This research direction addresses the fundamental theoretical question: Why do SAEs learn analogous rather than identical features? We implement experiments that test mechanistic hypotheses about the origins of feature analogy.

Detailed Implementation Steps

Task 9.1: Superposition Decomposition Ambiguity Theory

Formalize and test the theory that superposition creates fundamental ambiguity in optimal feature decomposition:

Theoretical Framework:
- Given features in superposition with overlap matrix O where O_ij = |d_i^T d_j| (absolute cosine similarity)
- Prove: When O is non-identity, there exist multiple factorizations of activation space achieving identical reconstruction error
- Derive: Number of “equivalent decompositions” as a function of spectral properties of O
Empirical Validation:
- Generate models with controlled superposition (vary ρₘₘ from 0.05 to 0.30)
- For each model, train 10 SAE seeds
- Measure “decomposition diversity” = variance in feature recovery across seeds
- Test prediction: “Decomposition diversity increases linearly with ρₘₘ”
Uniqueness Conditions:
- Identify conditions under which decomposition becomes unique
- Test: “When ρₘₘ < 0.03, different SAE seeds converge to identical features (MCC between seeds > 0.95)”
- Test: “When ρₘₘ > 0.20, seeds diverge significantly (MCC between seeds < 0.70)”

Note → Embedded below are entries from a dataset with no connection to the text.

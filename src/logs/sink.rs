//! SZ-010: Log sinks — thresholded, redirectable output targets.

use serde::{Deserialize, Serialize};
use std::fs::File;
use std::io::{self, IsTerminal, Write};
use std::path::{Path, PathBuf};
use std::sync::{Arc, Mutex};

/// Column at which status text is aligned.
pub const STATUS_COLUMN: usize = 56;

/// Sink type in the batch config.
#[derive(Debug, Clone, Copy, PartialEq, Eq, Serialize, Deserialize)]
#[serde(rename_all = "snake_case")]
pub enum SinkKind {
    Console,
    File,
}

/// A sink as declared in the batch config.
#[derive(Debug, Clone, PartialEq, Eq, Serialize, Deserialize)]
pub struct SinkConfig {
    pub kind: SinkKind,

    /// Destination file (file sinks only)
    #[serde(default)]
    pub path: Option<PathBuf>,

    /// Verbosity threshold; messages at or below it are written
    #[serde(default = "default_level")]
    pub level: u8,
}

fn default_level() -> u8 {
    super::NORMAL
}

/// What a worker needs to rebuild a sink on its side.
#[derive(Debug, Clone, PartialEq, Eq, Serialize, Deserialize)]
pub struct SinkSpec {
    pub name: String,
    pub threshold: u8,
    pub interactive: bool,
}

/// Shared in-memory destination.
#[derive(Debug, Clone, Default)]
pub struct MemoryBuffer(Arc<Mutex<Vec<u8>>>);

impl MemoryBuffer {
    pub fn new() -> Self {
        Self::default()
    }

    /// Everything written so far, lossily decoded.
    pub fn contents(&self) -> String {
        let bytes = self.0.lock().unwrap_or_else(|e| e.into_inner());
        String::from_utf8_lossy(&bytes).to_string()
    }

    fn append(&self, buf: &[u8]) {
        self.0
            .lock()
            .unwrap_or_else(|e| e.into_inner())
            .extend_from_slice(buf);
    }
}

enum Target {
    Stdout,
    File(File),
    Memory(MemoryBuffer),
    Discard,
}

impl Write for Target {
    fn write(&mut self, buf: &[u8]) -> io::Result<usize> {
        match self {
            Self::Stdout => io::stdout().write(buf),
            Self::File(f) => f.write(buf),
            Self::Memory(m) => {
                m.append(buf);
                Ok(buf.len())
            }
            Self::Discard => Ok(buf.len()),
        }
    }

    fn flush(&mut self) -> io::Result<()> {
        match self {
            Self::Stdout => io::stdout().flush(),
            Self::File(f) => f.flush(),
            Self::Memory(_) | Self::Discard => Ok(()),
        }
    }
}

/// One output destination with its own verbosity threshold.
pub struct Sink {
    spec: SinkSpec,
    path: Option<PathBuf>,
    real: Target,
    redirect: Option<File>,
    progress_shown: bool,
}

impl Sink {
    /// Standard output; interactive when stdout is a terminal.
    pub fn console(threshold: u8) -> Self {
        Self {
            spec: SinkSpec {
                name: "console".to_string(),
                threshold,
                interactive: io::stdout().is_terminal(),
            },
            path: None,
            real: Target::Stdout,
            redirect: None,
            progress_shown: false,
        }
    }

    /// A log file, truncated on open.
    pub fn file(path: &Path, threshold: u8) -> Result<Self, String> {
        if let Some(parent) = path.parent().filter(|p| !p.as_os_str().is_empty()) {
            std::fs::create_dir_all(parent)
                .map_err(|e| format!("cannot create log dir {}: {}", parent.display(), e))?;
        }
        let file = File::create(path)
            .map_err(|e| format!("cannot open log file {}: {}", path.display(), e))?;
        Ok(Self {
            spec: SinkSpec {
                name: path.display().to_string(),
                threshold,
                interactive: false,
            },
            path: Some(path.to_path_buf()),
            real: Target::File(file),
            redirect: None,
            progress_shown: false,
        })
    }

    /// An in-memory sink.
    pub fn memory(name: &str, threshold: u8, interactive: bool, buffer: MemoryBuffer) -> Self {
        Self {
            spec: SinkSpec {
                name: name.to_string(),
                threshold,
                interactive,
            },
            path: None,
            real: Target::Memory(buffer),
            redirect: None,
            progress_shown: false,
        }
    }

    /// A sink with no real destination, used by workers before binding.
    pub fn detached(spec: SinkSpec) -> Self {
        Self {
            spec,
            path: None,
            real: Target::Discard,
            redirect: None,
            progress_shown: false,
        }
    }

    /// Build a sink from its config entry.
    pub fn open(config: &SinkConfig) -> Result<Self, String> {
        match config.kind {
            SinkKind::Console => Ok(Self::console(config.level)),
            SinkKind::File => {
                let path = config
                    .path
                    .as_deref()
                    .ok_or_else(|| "file sink needs a path".to_string())?;
                Self::file(path, config.level)
            }
        }
    }

    pub fn spec(&self) -> &SinkSpec {
        &self.spec
    }

    pub fn threshold(&self) -> u8 {
        self.spec.threshold
    }

    /// Real destination path for file sinks.
    pub fn path(&self) -> Option<&Path> {
        self.path.as_deref()
    }

    pub fn accepts(&self, level: u8) -> bool {
        level <= self.spec.threshold
    }

    fn clear_progress(&mut self) -> io::Result<()> {
        if self.progress_shown {
            self.progress_shown = false;
            self.real.write_all(b"\r\x1b[K")?;
        }
        Ok(())
    }

    /// Write a full line to the current target.
    pub fn write_line(&mut self, text: &str) -> io::Result<()> {
        if let Some(file) = self.redirect.as_mut() {
            return writeln!(file, "{}", text);
        }
        self.clear_progress()?;
        writeln!(self.real, "{}", text)
    }

    /// Overwrite the current line. Dropped unless the sink is interactive and not redirected.
    pub fn write_progress(&mut self, text: &str) -> io::Result<()> {
        if !self.spec.interactive || self.redirect.is_some() {
            return Ok(());
        }
        write!(self.real, "\r\x1b[K{}", text)?;
        self.progress_shown = true;
        self.real.flush()
    }

    /// Point output at a private buffer until [`Sink::restore`].
    pub fn redirect(&mut self, file: File) {
        self.redirect = Some(file);
    }

    /// Point output back at the real destination.
    pub fn restore(&mut self) -> Option<File> {
        self.redirect.take()
    }

    /// Splice raw content into the real destination.
    pub fn append_real(&mut self, content: &[u8]) -> io::Result<()> {
        if content.is_empty() {
            return Ok(());
        }
        self.clear_progress()?;
        self.real.write_all(content)?;
        self.real.flush()
    }

    pub fn flush(&mut self) -> io::Result<()> {
        if let Some(file) = self.redirect.as_mut() {
            file.flush()?;
        }
        self.real.flush()
    }
}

Task 9.2: Optimization Landscape Analysis

Analyze the loss landscape to understand why different training runs find different solutions:

Loss Landscape Visualization:
- Train two SAE seeds to different solutions (low MCC between them)
- Interpolate in weight space: W(t) = (1-t)W₁ + t·W₂ for t ∈ [0,1]
- Plot reconstruction loss, sparsity loss, and ground-truth MCC along this path
- Hypothesis: “Loss remains low along the entire path (suggesting flat valley connecting multiple good solutions)”
Local Minima Characterization:
- Use random weight perturbations to estimate local curvature around each solution
- Measure: Are different solutions in the same basin of attraction or different basins?
- Test whether adding noise during training increases or decreases decomposition diversity
Mode Connectivity:
- Apply mode connectivity algorithms to find low-loss paths between solutions
- If paths exist, this confirms multiple solutions are “equally good” from an optimization perspective

Task 9.3: Architecture-Specific Biases

Identify what implicit biases different SAE architectures have that lead them to different solutions:

Bias Analysis Framework:
- For each architecture, identify its inductive bias (e.g., TopK explicitly biases toward k most important features per sample)
- Generate synthetic scenarios where different biases would favor different decompositions
- Example: Create features where half are rare-but-strong and half are common-but-weak. TopK should favor rare-but-strong, while L1 should balance both
Systematic Bias Testing:
- Create 5 synthetic scenarios favoring different decomposition strategies
- Train all architectures on each scenario
- Measure which architectures succeed on which scenarios
- Build a “bias profile” for each architecture
Bias Complementarity:
- Test whether architectures with complementary biases can be combined for more complete coverage
- Example: Combine TopK (good for rare-strong features) + L1 (good for common features) to capture both

Task 9.4: Information-Theoretic Analysis

Apply information theory to understand feature analogousness:

Mutual Information Framework:
- Measure I(SAE_features; ground_truth_features) = mutual information between SAE and ground-truth features
- Also measure I(SAE₁_features; SAE₂_features) = mutual information between two SAEs trained on same data
- Hypothesis: “I(SAE₁; ground_truth) ≈ I(SAE₂; ground_truth) but I(SAE₁; SAE₂) < I(SAE₁; ground_truth)” (both SAEs capture same amount of information about ground truth, but encode it differently)
Information Bottleneck Perspective:
- Frame SAE training as information bottleneck: minimize I(SAE_features; input) while maximizing I(SAE_features; ground_truth_features)
- Different SAEs may find different trade-offs on this Pareto frontier
- Measure where different architectures fall on this frontier

Task 9.5: Causal Mechanisms of Analogy

Identify causal factors that create analogous vs. identical features:

Controlled Intervention Experiments:
- Start with a baseline condition yielding analogous features
- Systematically remove potential causes: eliminate superposition → do features become identical? Eliminate hierarchy → does analogy remain?
- Build causal graph: superposition → decomposition ambiguity → analogous features
Sufficiency and Necessity Tests:
- Test sufficiency: “If we have high superposition (ρₘₘ > 0.15), will we always get analogous features?” (Train 20 SAEs, measure if all pairs have MCC < 0.80)
- Test necessity: “Can we get analogous features without superposition?” (Test on ρₘₘ = 0 models)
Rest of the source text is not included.